FIGURE 4.

Clathrin-mediated endocytosis of synaptic vesicle membrane is reduced in synapses even when mRFP-AP180C content is low. (A) Change in SypHy fluorescence intensity (normalized to the peak) after 40 action potentials at 20 Hz (40 AP train). During the action potential train, the fluorescence intensity increased from exocytosis of synaptic vesicles when SypHy in the acidic lumen of vesicles was exposed to the neutral pH of the extracellular space. After termination of the action potential train, the fluorescence returned to baseline when SypHy was endocytosed with the vesicle membrane and the vesicle lumen re-acidified. The blue trace indicates control synapses with no detectable mRFP-AP180C fluorescence. The red line indicates entire population of synapses containing mRFP-AP180C. The gray trace indicates the 20% of synapses with the least intense mRFP-AP180C fluorescence. (B) Total vesicle pool estimated through the fluorescence change from collapsing the pH of all synaptic vesicles using an NH₄-containing buffer at pH 7.4. Readily releasable pool estimated from the fluorescence change after 40 action potentials at 20 Hz.
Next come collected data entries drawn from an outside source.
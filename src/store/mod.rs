//! Object store client module
//!
//! Wraps the AWS SDK S3 client behind the small set of operations the export
//! pipeline needs. The multipart protocol surface (initiate / upload part /
//! complete / abort) is expressed as the [`MultipartStore`] trait so the
//! coordinator never depends on the SDK directly.
//!
//! # Error taxonomy
//!
//! SDK failures are folded into four kinds: transport problems become
//! [`StoreError::Connectivity`], credential rejections become
//! [`StoreError::Authorization`], missing objects become
//! [`StoreError::NotFound`], and everything else the service rejects is a
//! [`StoreError::Protocol`] violation.

use crate::config::StoreConfig;
use async_trait::async_trait;
use aws_config::{BehaviorVersion, Region};
use aws_credential_types::Credentials;
use aws_sdk_s3::error::{DisplayErrorContext, ProvideErrorMetadata, SdkError};
use aws_sdk_s3::presigning::PresigningConfig;
use aws_sdk_s3::primitives::ByteStream;
use aws_sdk_s3::types::{CompletedMultipartUpload, CompletedPart};
use bytes::Bytes;
use std::time::Duration;
use thiserror::Error;

/// Object store errors
#[derive(Error, Debug)]
pub enum StoreError {
    #[error("Connectivity error: {0}")]
    Connectivity(String),

    #[error("Authorization error: {0}")]
    Authorization(String),

    #[error("Not found: {0}")]
    NotFound(String),

    #[error("Protocol error: {0}")]
    Protocol(String),
}

/// Classify an SDK failure into a [`StoreError`] kind.
fn classify<E>(err: SdkError<E>) -> StoreError
where
    E: ProvideErrorMetadata + std::error::Error + Send + Sync + 'static,
{
    let detail = format!("{}", DisplayErrorContext(&err));
    match &err {
        SdkError::TimeoutError(_) | SdkError::DispatchFailure(_) | SdkError::ResponseError(_) => {
            StoreError::Connectivity(detail)
        }
        SdkError::ServiceError(ctx) => {
            let status = ctx.raw().status().as_u16();
            match (err.code(), status) {
                (
                    Some("AccessDenied")
                    | Some("InvalidAccessKeyId")
                    | Some("SignatureDoesNotMatch")
                    | Some("ExpiredToken"),
                    _,
                )
                | (_, 401 | 403) => StoreError::Authorization(detail),
                (Some("NoSuchKey") | Some("NoSuchBucket") | Some("NotFound"), _) | (_, 404) => {
                    StoreError::NotFound(detail)
                }
                _ => StoreError::Protocol(detail),
            }
        }
        _ => StoreError::Connectivity(detail),
    }
}

/// Receipt for one uploaded part: the part number it was sent as plus the
/// ETag the store returned. Completion requires the full ordered list.
#[derive(Debug, Clone, PartialEq, Eq)]
pub struct PartReceipt {
    pub part_number: i32,
    pub etag: String,
}

/// One entry from a bucket listing
#[derive(Debug, Clone)]
pub struct ObjectSummary {
    pub key: String,
    pub size: i64,
}

/// The multipart upload protocol surface consumed by the coordinator.
///
/// Part numbers must be in 1..=10000 and submitted in strictly increasing
/// order; every part except the last must meet the store's 5 MiB minimum.
#[cfg_attr(test, mockall::automock)]
#[async_trait]
pub trait MultipartStore: Send + Sync {
    /// Start a multipart upload session, returning its upload id
    async fn initiate_multipart(&self, bucket: &str, key: &str) -> Result<String, StoreError>;

    /// Upload one part of an open session
    async fn upload_part(
        &self,
        bucket: &str,
        key: &str,
        upload_id: &str,
        part_number: i32,
        body: Bytes,
    ) -> Result<PartReceipt, StoreError>;

    /// Finalize the session from the ordered part receipts, returning the
    /// assembled object's ETag
    async fn complete_multipart(
        &self,
        bucket: &str,
        key: &str,
        upload_id: &str,
        parts: Vec<PartReceipt>,
    ) -> Result<String, StoreError>;

    /// Abandon the session and discard its uploaded parts
    async fn abort_multipart(
        &self,
        bucket: &str,
        key: &str,
        upload_id: &str,
    ) -> Result<(), StoreError>;
}

#[async_trait]
impl<T: MultipartStore + ?Sized> MultipartStore for &T {
    async fn initiate_multipart(&self, bucket: &str, key: &str) -> Result<String, StoreError> {
        (**self).initiate_multipart(bucket, key).await
    }

    async fn upload_part(
        &self,
        bucket: &str,
        key: &str,
        upload_id: &str,
        part_number: i32,
        body: Bytes,
    ) -> Result<PartReceipt, StoreError> {
        (**self)
            .upload_part(bucket, key, upload_id, part_number, body)
            .await
    }

    async fn complete_multipart(
        &self,
        bucket: &str,
        key: &str,
        upload_id: &str,
        parts: Vec<PartReceipt>,
    ) -> Result<String, StoreError> {
        (**self)
            .complete_multipart(bucket, key, upload_id, parts)
            .await
    }

    async fn abort_multipart(
        &self,
        bucket: &str,
        key: &str,
        upload_id: &str,
    ) -> Result<(), StoreError> {
        (**self).abort_multipart(bucket, key, upload_id).await
    }
}

/// S3 client wrapper bound to one bucket.
pub struct S3Client {
    client: aws_sdk_s3::Client,
    bucket: String,
    region: String,
}

impl S3Client {
    /// Build a client from store configuration.
    ///
    /// Static credentials from the config take precedence over the default
    /// AWS provider chain. A custom endpoint switches the client to
    /// path-style addressing (LocalStack/MinIO).
    pub async fn new(config: &StoreConfig) -> Result<Self, StoreError> {
        let base = aws_config::defaults(BehaviorVersion::latest())
            .region(Region::new(config.region.clone()))
            .load()
            .await;

        let mut builder = aws_sdk_s3::config::Builder::from(&base);

        if let (Some(access_key), Some(secret_key)) = (&config.access_key, &config.secret_key) {
            builder = builder.credentials_provider(Credentials::new(
                access_key.clone(),
                secret_key.clone(),
                None,
                None,
                "sheetstream-config",
            ));
        }

        if let Some(endpoint) = &config.endpoint {
            builder = builder.endpoint_url(endpoint).force_path_style(true);
        }

        Ok(Self {
            client: aws_sdk_s3::Client::from_conf(builder.build()),
            bucket: config.bucket.clone(),
            region: config.region.clone(),
        })
    }

    /// Get the bucket name
    pub fn bucket(&self) -> &str {
        &self.bucket
    }

    /// Get the region
    pub fn region(&self) -> &str {
        &self.region
    }

    /// Upload a whole object in one request (PutObject)
    #[tracing::instrument(
        name = "s3.put_object",
        skip(self, body),
        fields(
            s3.bucket = %self.bucket,
            s3.key = %key,
            upload.bytes = body.len()
        ),
        err
    )]
    pub async fn put_object(
        &self,
        key: &str,
        body: Bytes,
        content_type: Option<&str>,
    ) -> Result<String, StoreError> {
        let mut request = self
            .client
            .put_object()
            .bucket(&self.bucket)
            .key(key)
            .body(ByteStream::from(body));
        if let Some(content_type) = content_type {
            request = request.content_type(content_type);
        }

        let response = request.send().await.map_err(classify)?;
        let etag = response.e_tag().unwrap_or_default().to_string();

        tracing::info!(etag = %etag, "PutObject completed");
        Ok(etag)
    }

    /// Download an object's full body
    #[tracing::instrument(
        name = "s3.get_object",
        skip(self),
        fields(s3.bucket = %self.bucket, s3.key = %key),
        err
    )]
    pub async fn get_object(&self, key: &str) -> Result<Vec<u8>, StoreError> {
        let response = self
            .client
            .get_object()
            .bucket(&self.bucket)
            .key(key)
            .send()
            .await
            .map_err(classify)?;

        let data = response
            .body
            .collect()
            .await
            .map_err(|e| StoreError::Connectivity(e.to_string()))?;
        Ok(data.into_bytes().to_vec())
    }

    /// Delete an object
    #[tracing::instrument(
        name = "s3.delete_object",
        skip(self),
        fields(s3.bucket = %self.bucket, s3.key = %key),
        err
    )]
    pub async fn delete_object(&self, key: &str) -> Result<(), StoreError> {
        self.client
            .delete_object()
            .bucket(&self.bucket)
            .key(key)
            .send()
            .await
            .map_err(classify)?;
        Ok(())
    }

    /// List objects in the bucket (first page)
    #[tracing::instrument(
        name = "s3.list_objects",
        skip(self),
        fields(s3.bucket = %self.bucket),
        err
    )]
    pub async fn list_objects(&self) -> Result<Vec<ObjectSummary>, StoreError> {
        let response = self
            .client
            .list_objects_v2()
            .bucket(&self.bucket)
            .send()
            .await
            .map_err(classify)?;

        Ok(response
            .contents()
            .iter()
            .map(|object| ObjectSummary {
                key: object.key().unwrap_or_default().to_string(),
                size: object.size().unwrap_or_default(),
            })
            .collect())
    }

    /// Check whether an object exists.
    ///
    /// A "not found" response is a `false` answer, not an error; any other
    /// failure propagates unchanged.
    #[tracing::instrument(
        name = "s3.head_object",
        skip(self),
        fields(s3.bucket = %self.bucket, s3.key = %key),
        err
    )]
    pub async fn object_exists(&self, key: &str) -> Result<bool, StoreError> {
        match self
            .client
            .head_object()
            .bucket(&self.bucket)
            .key(key)
            .send()
            .await
        {
            Ok(_) => Ok(true),
            Err(err) => {
                if let Some(service_err) = err.as_service_error() {
                    if service_err.is_not_found() {
                        return Ok(false);
                    }
                }
                match classify(err) {
                    StoreError::NotFound(_) => Ok(false),
                    other => Err(other),
                }
            }
        }
    }

    /// Generate a time-limited retrieval URL for an object
    #[tracing::instrument(
        name = "s3.presign_get_object",
        skip(self),
        fields(s3.bucket = %self.bucket, s3.key = %key, expiry_secs = expiry.as_secs()),
        err
    )]
    pub async fn presigned_get_url(
        &self,
        key: &str,
        expiry: Duration,
    ) -> Result<String, StoreError> {
        let presign_config =
            PresigningConfig::expires_in(expiry).map_err(|e| StoreError::Protocol(e.to_string()))?;

        let request = self
            .client
            .get_object()
            .bucket(&self.bucket)
            .key(key)
            .presigned(presign_config)
            .await
            .map_err(classify)?;

        Ok(request.uri().to_string())
    }
}

#[async_trait]
impl MultipartStore for S3Client {
    #[tracing::instrument(
        name = "s3.create_multipart_upload",
        skip(self),
        fields(s3.bucket = %bucket, s3.key = %key),
        err
    )]
    async fn initiate_multipart(&self, bucket: &str, key: &str) -> Result<String, StoreError> {
        let response = self
            .client
            .create_multipart_upload()
            .bucket(bucket)
            .key(key)
            .send()
            .await
            .map_err(classify)?;

        let upload_id = response
            .upload_id()
            .map(str::to_owned)
            .ok_or_else(|| StoreError::Protocol("no upload id in response".into()))?;

        tracing::info!(upload_id = %upload_id, "CreateMultipartUpload completed");
        Ok(upload_id)
    }

    #[tracing::instrument(
        name = "s3.upload_part",
        skip(self, body),
        fields(
            s3.bucket = %bucket,
            s3.key = %key,
            s3.upload_id = %upload_id,
            s3.part_number = part_number,
            upload.bytes = body.len()
        ),
        err
    )]
    async fn upload_part(
        &self,
        bucket: &str,
        key: &str,
        upload_id: &str,
        part_number: i32,
        body: Bytes,
    ) -> Result<PartReceipt, StoreError> {
        let size = body.len();
        let response = self
            .client
            .upload_part()
            .bucket(bucket)
            .key(key)
            .upload_id(upload_id)
            .part_number(part_number)
            .body(ByteStream::from(body))
            .send()
            .await
            .map_err(classify)?;

        let etag = response
            .e_tag()
            .map(str::to_owned)
            .ok_or_else(|| StoreError::Protocol("no etag in upload part response".into()))?;

        tracing::info!(etag = %etag, part_number, bytes = size, "UploadPart completed");
        Ok(PartReceipt { part_number, etag })
    }

    #[tracing::instrument(
        name = "s3.complete_multipart_upload",
        skip(self, parts),
        fields(
            s3.bucket = %bucket,
            s3.key = %key,
            s3.upload_id = %upload_id,
            parts_count = parts.len()
        ),
        err
    )]
    async fn complete_multipart(
        &self,
        bucket: &str,
        key: &str,
        upload_id: &str,
        parts: Vec<PartReceipt>,
    ) -> Result<String, StoreError> {
        let completed_parts: Vec<CompletedPart> = parts
            .iter()
            .map(|part| {
                CompletedPart::builder()
                    .part_number(part.part_number)
                    .e_tag(&part.etag)
                    .build()
            })
            .collect();

        let response = self
            .client
            .complete_multipart_upload()
            .bucket(bucket)
            .key(key)
            .upload_id(upload_id)
            .multipart_upload(
                CompletedMultipartUpload::builder()
                    .set_parts(Some(completed_parts))
                    .build(),
            )
            .send()
            .await
            .map_err(classify)?;

        let etag = response.e_tag().unwrap_or_default().to_string();
        tracing::info!(etag = %etag, parts = parts.len(), "CompleteMultipartUpload completed");
        Ok(etag)
    }

    #[tracing::instrument(
        name = "s3.abort_multipart_upload",
        skip(self),
        fields(s3.bucket = %bucket, s3.key = %key, s3.upload_id = %upload_id),
        err
    )]
    async fn abort_multipart(
        &self,
        bucket: &str,
        key: &str,
        upload_id: &str,
    ) -> Result<(), StoreError> {
        self.client
            .abort_multipart_upload()
            .bucket(bucket)
            .key(key)
            .upload_id(upload_id)
            .send()
            .await
            .map_err(classify)?;

        tracing::info!("AbortMultipartUpload completed");
        Ok(())
    }
}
The error bars represent SEM. *P < 0.05, **P < 0.01, ***P < 0.001. The inset shows the average response for control synapses in one culture to illustrate the protocol. (C) Micrographs of red fluorescence in control axons (Ctrl) expressing mRFP and axons expressing mRFP-AP180C and the increase in green fluorescence (ΔF) from SypHy, induced by NH₄-containing buffer. Blue and red lines are tracings along the axons. (D) Average number of points per 10 μm of axon that responds to NH₄-containing buffer. These points where SypHy containing vesicles are accumulated are the locations of putative synapses. The error bars represent SEM. *P < 0.05, **P < 0.01, ***P < 0.001.